• [What this task involves]
Find every line below where the string "registering" shows up, and copy those lines.
(Records for processing begins)
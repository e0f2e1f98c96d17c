use std::{fmt, sync::Arc};

use parking_lot::{Mutex, RwLock};
use tracing::debug;
use vantage_contracts::{
    BasicModule, ModuleCategory, PerDirectoryModule, PerHostModule,
    ResponseProcessingModule, ScannerModule,
};
use vantage_model::ModuleId;

use super::{ModuleSet, reconcile::reconcile};

type ModuleFactory<M> = Arc<dyn Fn() -> Arc<M> + Send + Sync>;

struct Registration<M: ?Sized> {
    id: ModuleId,
    factory: ModuleFactory<M>,
}

impl<M: ?Sized> AsRef<ModuleId> for Registration<M> {
    fn as_ref(&self) -> &ModuleId {
        &self.id
    }
}

/// Live modules of one category, in registration order.
struct CategoryRegistry<M: ?Sized> {
    entries: Vec<Registration<M>>,
}

impl<M: ScannerModule + ?Sized> CategoryRegistry<M> {
    fn new() -> Self {
        Self {
            entries: Vec::new(),
        }
    }

    /// Replaces an existing registration with the same id in place so the
    /// module keeps its position.
    fn register(&mut self, id: ModuleId, factory: ModuleFactory<M>) {
        match self.entries.iter_mut().find(|entry| entry.id == id) {
            Some(existing) => existing.factory = factory,
            None => self.entries.push(Registration { id, factory }),
        }
    }

    fn unregister(&mut self, id: &ModuleId) -> bool {
        let before = self.entries.len();
        self.entries.retain(|entry| &entry.id != id);
        before != self.entries.len()
    }

    fn contains(&self, id: &ModuleId) -> bool {
        self.entries.iter().any(|entry| &entry.id == id)
    }

    fn ids(&self) -> Vec<ModuleId> {
        self.entries.iter().map(|entry| entry.id.clone()).collect()
    }

    fn instantiate(&self) -> Vec<Arc<M>> {
        self.entries.iter().map(|entry| (entry.factory)()).collect()
    }

    fn update(&self, held: &[Arc<M>]) -> Vec<Arc<M>> {
        reconcile(held, &self.entries, |entry| (entry.factory)())
    }
}

/// Source of truth for which scan modules exist.
///
/// Each category keeps factories rather than instances: `*_modules` hands
/// out fresh instances, `update_*_modules` reconciles a caller's held
/// instances against whatever is registered right now. An id lives in one
/// category at a time; registering it under another category moves it.
pub struct ModuleRegistry {
    response_processing: RwLock<CategoryRegistry<dyn ResponseProcessingModule>>,
    basic: RwLock<CategoryRegistry<dyn BasicModule>>,
    per_host: RwLock<CategoryRegistry<dyn PerHostModule>>,
    per_directory: RwLock<CategoryRegistry<dyn PerDirectoryModule>>,
    membership: Mutex<()>,
}

impl fmt::Debug for ModuleRegistry {
    fn fmt(&self, f: &mut fmt::Formatter<'_>) -> fmt::Result {
        f.debug_struct("ModuleRegistry")
            .field("response_processing", &self.response_processing.read().ids())
            .field("basic", &self.basic.read().ids())
            .field("per_host", &self.per_host.read().ids())
            .field("per_directory", &self.per_directory.read().ids())
            .finish()
    }
}

impl Default for ModuleRegistry {
    fn default() -> Self {
        Self::new()
    }
}

impl ModuleRegistry {
    pub fn new() -> Self {
        Self {
            response_processing: RwLock::new(CategoryRegistry::new()),
            basic: RwLock::new(CategoryRegistry::new()),
            per_host: RwLock::new(CategoryRegistry::new()),
            per_directory: RwLock::new(CategoryRegistry::new()),
            membership: Mutex::new(()),
        }
    }

    /// `factory` must build modules whose `id()` equals `id`; reconciliation
    /// matches instances by that key.
    pub fn register_response_processing_module<F>(&self, id: ModuleId, factory: F)
    where
        F: Fn() -> Arc<dyn ResponseProcessingModule> + Send + Sync + 'static,
    {
        debug!(target: "scan::modules", module = %id, category = %ModuleCategory::ResponseProcessing, "registering module");
        let _membership = self.membership.lock();
        self.evict(&id, ModuleCategory::ResponseProcessing);
        self.response_processing.write().register(id, Arc::new(factory));
    }

    pub fn register_basic_module<F>(&self, id: ModuleId, factory: F)
    where
        F: Fn() -> Arc<dyn BasicModule> + Send + Sync + 'static,
    {
        debug!(target: "scan::modules", module = %id, category = %ModuleCategory::Basic, "registering module");
        let _membership = self.membership.lock();
        self.evict(&id, ModuleCategory::Basic);
        self.basic.write().register(id, Arc::new(factory));
    }

    pub fn register_per_host_module<F>(&self, id: ModuleId, factory: F)
    where
        F: Fn() -> Arc<dyn PerHostModule> + Send + Sync + 'static,
    {
        debug!(target: "scan::modules", module = %id, category = %ModuleCategory::PerHost, "registering module");
        let _membership = self.membership.lock();
        self.evict(&id, ModuleCategory::PerHost);
        self.per_host.write().register(id, Arc::new(factory));
    }

    pub fn register_per_directory_module<F>(&self, id: ModuleId, factory: F)
    where
        F: Fn() -> Arc<dyn PerDirectoryModule> + Send + Sync + 'static,
    {
        debug!(target: "scan::modules", module = %id, category = %ModuleCategory::PerDirectory, "registering module");
        let _membership = self.membership.lock();
        self.evict(&id, ModuleCategory::PerDirectory);
        self.per_directory.write().register(id, Arc::new(factory));
    }

    /// Drops `id` from whichever other category holds it.
    fn evict(&self, id: &ModuleId, keep: ModuleCategory) {
        let Some(previous) = self.category_of(id).filter(|category| *category != keep) else {
            return;
        };
        let moved = match previous {
            ModuleCategory::ResponseProcessing => self.response_processing.write().unregister(id),
            ModuleCategory::Basic => self.basic.write().unregister(id),
            ModuleCategory::PerHost => self.per_host.write().unregister(id),
            ModuleCategory::PerDirectory => self.per_directory.write().unregister(id),
        };
        if moved {
            debug!(target: "scan::modules", module = %id, from = %previous, to = %keep, "module moved between categories");
        }
    }

    /// Removes `id` from whichever category holds it.
    pub fn unregister(&self, id: &ModuleId) -> bool {
        let _membership = self.membership.lock();
        let removed = self.response_processing.write().unregister(id)
            | self.basic.write().unregister(id)
            | self.per_host.write().unregister(id)
            | self.per_directory.write().unregister(id);
        if removed {
            debug!(target: "scan::modules", module = %id, "unregistered module");
        }
        removed
    }

    pub fn category_of(&self, id: &ModuleId) -> Option<ModuleCategory> {
        if self.response_processing.read().contains(id) {
            Some(ModuleCategory::ResponseProcessing)
        } else if self.basic.read().contains(id) {
            Some(ModuleCategory::Basic)
        } else if self.per_host.read().contains(id) {
            Some(ModuleCategory::PerHost)
        } else if self.per_directory.read().contains(id) {
            Some(ModuleCategory::PerDirectory)
        } else {
            None
        }
    }

    pub fn response_processing_modules(&self) -> Vec<Arc<dyn ResponseProcessingModule>> {
        self.response_processing.read().instantiate()
    }

    pub fn basic_modules(&self) -> Vec<Arc<dyn BasicModule>> {
        self.basic.read().instantiate()
    }

    pub fn per_host_modules(&self) -> Vec<Arc<dyn PerHostModule>> {
        self.per_host.read().instantiate()
    }

    pub fn per_directory_modules(&self) -> Vec<Arc<dyn PerDirectoryModule>> {
        self.per_directory.read().instantiate()
    }

    pub fn update_response_processing_modules(
        &self,
        held: &[Arc<dyn ResponseProcessingModule>],
    ) -> Vec<Arc<dyn ResponseProcessingModule>> {
        self.response_processing.read().update(held)
    }

    pub fn update_basic_modules(
        &self,
        held: &[Arc<dyn BasicModule>],
    ) -> Vec<Arc<dyn BasicModule>> {
        self.basic.read().update(held)
    }

    pub fn update_per_host_modules(
        &self,
        held: &[Arc<dyn PerHostModule>],
    ) -> Vec<Arc<dyn PerHostModule>> {
        self.per_host.read().update(held)
    }

    pub fn update_per_directory_modules(
        &self,
        held: &[Arc<dyn PerDirectoryModule>],
    ) -> Vec<Arc<dyn PerDirectoryModule>> {
        self.per_directory.read().update(held)
    }

    /// Fresh instances of every registered module.
    pub fn module_set(&self) -> ModuleSet {
        ModuleSet {
            response_processing: self.response_processing_modules(),
            basic: self.basic_modules(),
            per_host: self.per_host_modules(),
            per_directory: self.per_directory_modules(),
        }
    }

    /// Reconciles every category of `held` at once. The returned set is
    /// complete; callers swap it in wholesale.
    pub fn update_module_set(&self, held: &ModuleSet) -> ModuleSet {
        ModuleSet {
            response_processing: self
                .update_response_processing_modules(&held.response_processing),
            basic: self.update_basic_modules(&held.basic),
            per_host: self.update_per_host_modules(&held.per_host),
            per_directory: self.update_per_directory_modules(&held.per_directory),
        }
    }
}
(Records for processing ends)
• [Solution to this exercise]
/// category at a time; registering it under another category moves it.
        debug!(target: "scan::modules", module = %id, category = %ModuleCategory::ResponseProcessing, "registering module");
        debug!(target: "scan::modules", module = %id, category = %ModuleCategory::Basic, "registering module");
        debug!(target: "scan::modules", module = %id, category = %ModuleCategory::PerHost, "registering module");
        debug!(target: "scan::modules", module = %id, category = %ModuleCategory::PerDirectory, "registering module");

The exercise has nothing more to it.